Ugh. Das ist hässlich. Dein Bundle sieht immer nur die Packages die es explizit importiert. Das ist gewollt, und eines der wichtigsten Features von OSGi. Willst du die Klasse *kennen*, musst du die beiden miteinander bekannt machen.
Warum sparst du dir das Reflection Zeug denn nicht einfach und nimmst statt einer Methode task.getIEditorInputImpl() einfach eine task.createIEditorInput und lässt die konkrete Implementierung das Objekt erzeugen?
Du kannst es auch über einen extension point, oder Adapter, oder sonstwas regeln, also warum willst du die Instanz unbedingt selbst erzeugen?


----------



## dzim (5. Jun 2009)

also die Idee mit task.createIEditorInput ist wirklich besser... Auf so was einfaches bin ich echt nicht gekommen!
Ich habe auch schon über einen Extension-Point nachgedacht, wusste aber noch nicht so recht, wie ich das mache...
Ich wüsste zwar, wie ich EditorID mit der Implementierenden Input-Klasse versehe - ich würde dann den Stub nur noch laden, wenn es keine Extension für Editor-Input gibt - aber funktioniert das dann noch mit Classloader?
Wird dann die Klasse aus dem jeweiligem Bundle geladen?
Dann muss aber meine Action zum laden der Editoren, Dailoge und Wizards die Extensions durchsuchen, oder?
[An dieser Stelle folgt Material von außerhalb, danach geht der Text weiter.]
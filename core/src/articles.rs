//! Append-only article registry with duplicate suppression.

use crate::error::RegisterError;
use crate::ArticleId;
use serde::Serialize;
use std::collections::HashSet;
use url::Url;

#[derive(Debug, Clone, PartialEq, Eq, Serialize)]
pub struct Article {
    pub url: String,
    pub title: String,
    /// Host component of `url`, or empty when the URL is not absolute.
    pub server: String,
}

/// Host name of an absolute URL; empty when there is none.
pub fn server_name(url: &str) -> String {
    Url::parse(url)
        .ok()
        .and_then(|u| u.host_str().map(str::to_owned))
        .unwrap_or_default()
}

/// ID for the article appended after `len` existing ones.
fn next_id(len: usize) -> Result<ArticleId, RegisterError> {
    ArticleId::try_from(len).map_err(|_| RegisterError::TooManyArticles)
}

/// Articles addressed by dense, zero-based IDs in registration order.
///
/// A URL string may be registered once, and independently a (server, title)
/// pair may be registered once. Both checks are exact and case-sensitive.
#[derive(Debug, Default)]
pub struct ArticleRegistry {
    articles: Vec<Article>,
    seen_urls: HashSet<String>,
    seen_server_titles: HashSet<(String, String)>,
}

impl ArticleRegistry {
    pub fn new() -> Self {
        Self::default()
    }

    pub fn with_capacity(capacity: usize) -> Self {
        Self {
            articles: Vec::with_capacity(capacity),
            seen_urls: HashSet::with_capacity(capacity),
            seen_server_titles: HashSet::with_capacity(capacity),
        }
    }

    /// Register an article, returning its ID. A missing title is stored as "".
    pub fn register(&mut self, url: &str, title: Option<&str>) -> Result<ArticleId, RegisterError> {
        if url.is_empty() {
            return Err(RegisterError::MissingUrl);
        }
        if self.seen_urls.contains(url) {
            return Err(RegisterError::DuplicateUrl(url.to_owned()));
        }
        let server = server_name(url);
        let title = title.unwrap_or("").to_owned();
        let key = (server, title);
        if self.seen_server_titles.contains(&key) {
            let (server, title) = key;
            return Err(RegisterError::DuplicateServerTitle { server, title });
        }

        let id = next_id(self.articles.len())?;
        self.seen_urls.insert(url.to_owned());
        self.seen_server_titles.insert(key.clone());
        let (server, title) = key;
        self.articles.push(Article { url: url.to_owned(), title, server });
        Ok(id)
    }

    pub fn get(&self, id: ArticleId) -> Option<&Article> {
        self.articles.get(id as usize)
    }

    pub fn title(&self, id: ArticleId) -> Option<&str> {
        self.get(id).map(|a| a.title.as_str())
    }

    pub fn url(&self, id: ArticleId) -> Option<&str> {
        self.get(id).map(|a| a.url.as_str())
    }

    pub fn contains(&self, id: ArticleId) -> bool {
        (id as usize) < self.articles.len()
    }

    pub fn len(&self) -> usize {
        self.articles.len()
    }

    pub fn is_empty(&self) -> bool {
        self.articles.is_empty()
    }

    pub fn iter(&self) -> impl Iterator<Item = (ArticleId, &Article)> {
        self.articles.iter().enumerate().map(|(i, a)| (i as ArticleId, a))
    }
}
use newsindex::{Index, Posting, RegisterError};
use std::io::Write;
use tempfile::NamedTempFile;

fn hit(article_id: u32, count: u32) -> Posting {
    Posting { article_id, count }
}

fn stop_word_file(words: &str) -> NamedTempFile {
    let mut f = NamedTempFile::new().unwrap();
    f.write_all(words.as_bytes()).unwrap();
    f.flush().unwrap();
    f
}

#[test]
fn duplicate_url_is_rejected_regardless_of_title() {
    let mut idx = Index::new();
    assert_eq!(idx.register_article("http://news.example.com/a", Some("First")), Ok(0));
    assert_eq!(
        idx.register_article("http://news.example.com/a", Some("Second")),
        Err(RegisterError::DuplicateUrl("http://news.example.com/a".into()))
    );
    assert_eq!(idx.num_articles(), 1);
}

#[test]
fn duplicate_server_title_is_rejected_per_server() {
    let mut idx = Index::new();
    assert_eq!(idx.register_article("http://a.example.com/1", Some("Storm hits coast")), Ok(0));
    assert_eq!(
        idx.register_article("http://a.example.com/2", Some("Storm hits coast")),
        Err(RegisterError::DuplicateServerTitle {
            server: "a.example.com".into(),
            title: "Storm hits coast".into(),
        })
    );
    assert_eq!(idx.register_article("http://b.example.com/1", Some("Storm hits coast")), Ok(1));
}

#[test]
fn url_and_title_checks_are_case_sensitive() {
    let mut idx = Index::new();
    assert_eq!(idx.register_article("http://a.com/Story", Some("Title")), Ok(0));
    assert_eq!(idx.register_article("http://a.com/story", Some("title")), Ok(1));
}

#[test]
fn missing_url_is_distinguishable() {
    let mut idx = Index::new();
    assert_eq!(idx.register_article("", Some("x")), Err(RegisterError::MissingUrl));
}

#[test]
fn article_ids_are_dense_and_stable() {
    let mut idx = Index::new();
    let mut ids = Vec::new();
    for i in 0..4 {
        ids.push(idx.register_article(&format!("http://a.com/{i}"), Some(&format!("t{i}"))).unwrap());
        // a rejected registration must not consume an ID
        assert!(idx.register_article(&format!("http://a.com/{i}"), None).is_err());
    }
    assert_eq!(ids, vec![0, 1, 2, 3]);
    assert_eq!(idx.article_title(2), Some("t2"));
    assert_eq!(idx.article_url(3), Some("http://a.com/3"));
    assert_eq!(idx.article_title(4), None);
    assert_eq!(idx.article(0).map(|a| a.server.as_str()), Some("a.com"));
}

#[test]
fn indexing_is_case_insensitive() {
    let mut idx = Index::new();
    let id = idx.register_article("http://a.com/1", Some("Cats")).unwrap();
    idx.add_tokens(id, ["Cat", "cat", "CAT"]);
    assert_eq!(idx.num_words(), 1);
    assert_eq!(idx.postings("cat"), Some(&[hit(id, 3)][..]));
    assert_eq!(idx.query_top_n("cAt", 5), vec![hit(id, 3)]);
}

#[test]
fn stop_words_are_never_indexed() {
    let file = stop_word_file("the\nAnd\r\nof\n");
    let mut idx = Index::new();
    assert_eq!(idx.load_stop_words(file.path()).unwrap(), 3);
    assert!(idx.is_stop_word("THE"));
    assert!(idx.is_stop_word("and"));
    assert!(!idx.is_stop_word("cat"));

    let id = idx.register_article("http://a.com/1", Some("A")).unwrap();
    idx.add_tokens(id, ["The", "cat", "AND", "the"]);
    assert!(idx.postings("the").is_none());
    assert!(idx.query_top_n("the", 10).is_empty());
    assert_eq!(idx.num_words(), 1);
}

#[test]
fn stop_words_leave_existing_postings_untouched() {
    let mut idx = Index::new();
    let id = idx.register_article("http://a.com/1", Some("A")).unwrap();
    idx.add_token(id, "the");
    assert_eq!(idx.postings("the"), Some(&[hit(id, 1)][..]));

    let file = stop_word_file("the\n");
    idx.load_stop_words(file.path()).unwrap();
    idx.add_token(id, "The");
    idx.add_token(id, "THE");
    assert_eq!(idx.postings("the"), Some(&[hit(id, 1)][..]));
    assert_eq!(idx.num_words(), 1);
}

#[test]
fn latin1_stop_word_file_loads_every_line() {
    let mut f = NamedTempFile::new().unwrap();
    f.write_all(b"the\n\xFCber\nand\n").unwrap();
    f.flush().unwrap();

    let mut idx = Index::new();
    assert_eq!(idx.load_stop_words(f.path()).unwrap(), 3);
    assert!(idx.is_stop_word("the"));
    assert!(idx.is_stop_word("AND"));
}

#[test]
fn missing_stop_word_file_fails_without_side_effects() {
    let mut idx = Index::new();
    assert!(idx.load_stop_words("/no/such/dir/stop.txt").is_err());
    assert!(!idx.is_stop_word("the"));
}

#[test]
fn top_n_orders_by_count_then_article_id() {
    let mut idx = Index::new();
    for i in 0..4 {
        idx.register_article(&format!("http://a.com/{i}"), Some(&format!("t{i}"))).unwrap();
    }
    for _ in 0..5 {
        idx.add_token(3, "cat");
    }
    for _ in 0..5 {
        idx.add_token(1, "cat");
    }
    for _ in 0..9 {
        idx.add_token(2, "cat");
    }
    assert_eq!(idx.query_top_n("cat", 2), vec![hit(2, 9), hit(1, 5)]);
    assert_eq!(idx.query_top_n("cat", 100), vec![hit(2, 9), hit(1, 5), hit(3, 5)]);
}

#[test]
fn top_n_is_empty_for_unknown_word_or_zero_n() {
    let mut idx = Index::new();
    let id = idx.register_article("http://a.com/1", Some("A")).unwrap();
    idx.add_token(id, "cat");
    assert!(idx.query_top_n("dog", 5).is_empty());
    assert!(idx.query_top_n("cat", 0).is_empty());
    assert!(idx.query_top_n("", 5).is_empty());
}

#[test]
fn repeated_tokens_collapse_into_one_posting() {
    let mut idx = Index::new();
    let a = idx.register_article("http://a.com/1", Some("A")).unwrap();
    let b = idx.register_article("http://a.com/2", Some("B")).unwrap();
    for _ in 0..7 {
        idx.add_token(a, "news");
    }
    idx.add_token(b, "News");
    assert_eq!(idx.postings("news").map(|p| p.len()), Some(2));
    assert_eq!(idx.query_top_n("news", 5), vec![hit(a, 7), hit(b, 1)]);
}

#[test]
fn query_results_serialize_as_json() {
    let mut idx = Index::new();
    let id = idx.register_article("http://a.com/1", Some("A")).unwrap();
    idx.add_token(id, "cat");
    let json = serde_json::to_value(idx.query_top_n("cat", 1)).unwrap();
    assert_eq!(json, serde_json::json!([{ "article_id": 0, "count": 1 }]));
}
use std::sync::Arc;
use std::time::Duration;
use tracing_subscriber::{layer::SubscriberExt, util::SubscriberInitExt};

use narration_backend::domain::narration::{NarrationService, NarrationSettings};
use narration_backend::domain::voice::{VoiceCreateSettings, VoiceService};
use narration_backend::infrastructure::config::{Config, LogFormat};
use narration_backend::infrastructure::db::{check_connection, create_pool, run_migrations};
use narration_backend::infrastructure::http::start_http_server;
use narration_backend::infrastructure::records::{PgRecordStore, RecordStore};
use narration_backend::infrastructure::repositories::{
    ElevenLabsRepository, ObjectStore, S3ObjectStore, SynthesisRepository,
};

#[tokio::main]
async fn main() -> Result<(), Box<dyn std::error::Error>> {
    // Load configuration
    let config = Config::from_env()?;

    // Initialize logging
    init_logging(&config);

    tracing::info!(
        "Starting Narration Backend on {}:{}",
        config.host,
        config.port
    );

    // Create database connection pool
    let pool = create_pool(&config.database_url).await?;
    tracing::info!("Database connection pool created");

    // Verify connection and apply migrations
    check_connection(&pool).await?;
    run_migrations(&pool).await?;
    tracing::info!("Database connection verified, migrations applied");

    // Create the S3 client for audio blobs and signed links
    let aws_config = aws_config::defaults(aws_config::BehaviorVersion::latest())
        .region(aws_config::Region::new(config.aws_region.clone()))
        .load()
        .await;
    tracing::info!(
        region = ?aws_config.region(),
        bucket = %config.audio_bucket,
        "AWS configuration loaded"
    );
    let s3_client = Arc::new(aws_sdk_s3::Client::new(&aws_config));

    let pool = Arc::new(pool);
    let config = Arc::new(config);

    // === DEPENDENCY INJECTION SETUP ===
    // 1. Shared record store (cache entries, rate counters, user settings)
    let record_store: Arc<dyn RecordStore> = Arc::new(PgRecordStore::new(pool.clone()));

    // 2. External collaborators
    let synthesis_repo: Arc<dyn SynthesisRepository> = Arc::new(ElevenLabsRepository::new(
        reqwest::Client::new(),
        config.elevenlabs_base_url.clone(),
        config.elevenlabs_api_key.clone(),
    ));
    let object_store: Arc<dyn ObjectStore> = Arc::new(S3ObjectStore::new(
        s3_client,
        config.audio_bucket.clone(),
    ));

    // 3. Services
    tracing::info!("Instantiating services...");
    let narration_service = Arc::new(NarrationService::new(
        record_store.clone(),
        synthesis_repo.clone(),
        object_store,
        NarrationSettings {
            lock_duration: Duration::from_secs(config.lock_duration_secs),
            retry_hint: Duration::from_millis(config.retry_hint_ms),
            signed_url_ttl: Duration::from_secs(config.signed_url_ttl_days * 24 * 60 * 60),
            rate_limit_window: Duration::from_secs(config.narration_rate_window_secs),
            rate_limit_max: config.narration_rate_limit,
            url_cache_enabled: config.url_cache_enabled,
        },
    ));
    let voice_service = Arc::new(VoiceService::new(
        record_store,
        synthesis_repo,
        VoiceCreateSettings {
            rate_limit_window: Duration::from_secs(config.voice_create_rate_window_secs),
            rate_limit_max: config.voice_create_rate_limit,
        },
    ));

    // 4. Controllers
    let narration_controller = Arc::new(
        narration_backend::controllers::NarrationController::new(narration_service),
    );
    let voice_controller = Arc::new(narration_backend::controllers::VoiceController::new(
        voice_service,
    ));

    // Start HTTP server with all routes
    start_http_server(pool, config, narration_controller, voice_controller).await?;

    Ok(())
}

fn init_logging(config: &Config) {
    if config.log_format == LogFormat::Json {
        tracing_subscriber::registry()
            .with(
                tracing_subscriber::EnvFilter::try_from_default_env()
                    .unwrap_or_else(|_| "narration_backend=debug,tower_http=debug".into()),
            )
            .with(tracing_subscriber::fmt::layer().json())
            .init();
    } else {
        tracing_subscriber::registry()
            .with(
                tracing_subscriber::EnvFilter::try_from_default_env()
                    .unwrap_or_else(|_| "narration_backend=debug,tower_http=debug".into()),
            )
            .with(tracing_subscriber::fmt::layer().pretty())
            .init();
    }
}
Hm. Aber sö könnte ich über verschiedene ExtensionPoints die ganze sache auch etwas sauberer machen... Dann hab ich halt nicht nur den einen für das CNF sondern gleich 4 für CNF, Edior/Input-Kombi, Dialoge und Wizards...

edit:
Leider funktioniert das mit der createInput nicht... es scheint, das an der Stelle schon der Classloader der Hauptanwendung die Kontrolle über den task übernommen hat.
Es kommt wieder zu der ClassNotFoundException...


----------



## dzim (5. Jun 2009)

Nach dem das mit dem createInput nich geklappt hat, habe ich meinen ExtensionPoint erweitert und nun pro Editor eine Input-Klasse festlege, bekomme ich nun leider die Meldung, das mein Plugin mit dem Editor nicht in der Lage war die entsprechende Input-Klasse zu laden



> org.eclipse.core.runtime.CoreException: Plug-in "com.ipoque.p2p.tracker.rcp.dbmanager" was unable to instantiate class "com.ipoque.p2p.tracker.rcp.dbmanager.ui.editor.input.LocationListTaskEditorInput".
> !STACK 0
> java.lang.InstantiationException: com.ipoque.p2p.tracker.rcp.dbmanager.ui.editor.input.LocationListTaskEditorInput



Das passiert beim Aufruf der IConfigurationElement#createExecutableExtension()-Methode, mit denen ich den Extension-Point nach diesem Mapping absuche.

edit:
Ich seh das Problem gerade: createExecutableExtension kann nur leere Konstruktoren - ich habe aber nur einen, dem das task-Objekt wieder übergeben wird...

edit2:
Ok, für Editoren hab ich jetzt chic gemacht und über die Extension gelöst. Für Wizards wird es auch gehen. Dialoge allerdings werde ich vorerst weiter auf die hässliche Weise laden müssen, da diese (TitleAreaDialogs) eine ParentShell benötigen. Dort würde es vielleicht nur gehen, wenn ich einen Argumentenfreien Konstruktor erstelle, der sich die ParentShell aus der aktiven WorkbenchSite holt... aber das versuche ich erst später!


----------



## Wildcard (5. Jun 2009)

Ich müsste zwar lügen wenn ich behaupten würde deinen Fehlerbeschreibungen immer ganz folgen zu können, aber naja, du scheinst ja einen Schritt weiter zu sein.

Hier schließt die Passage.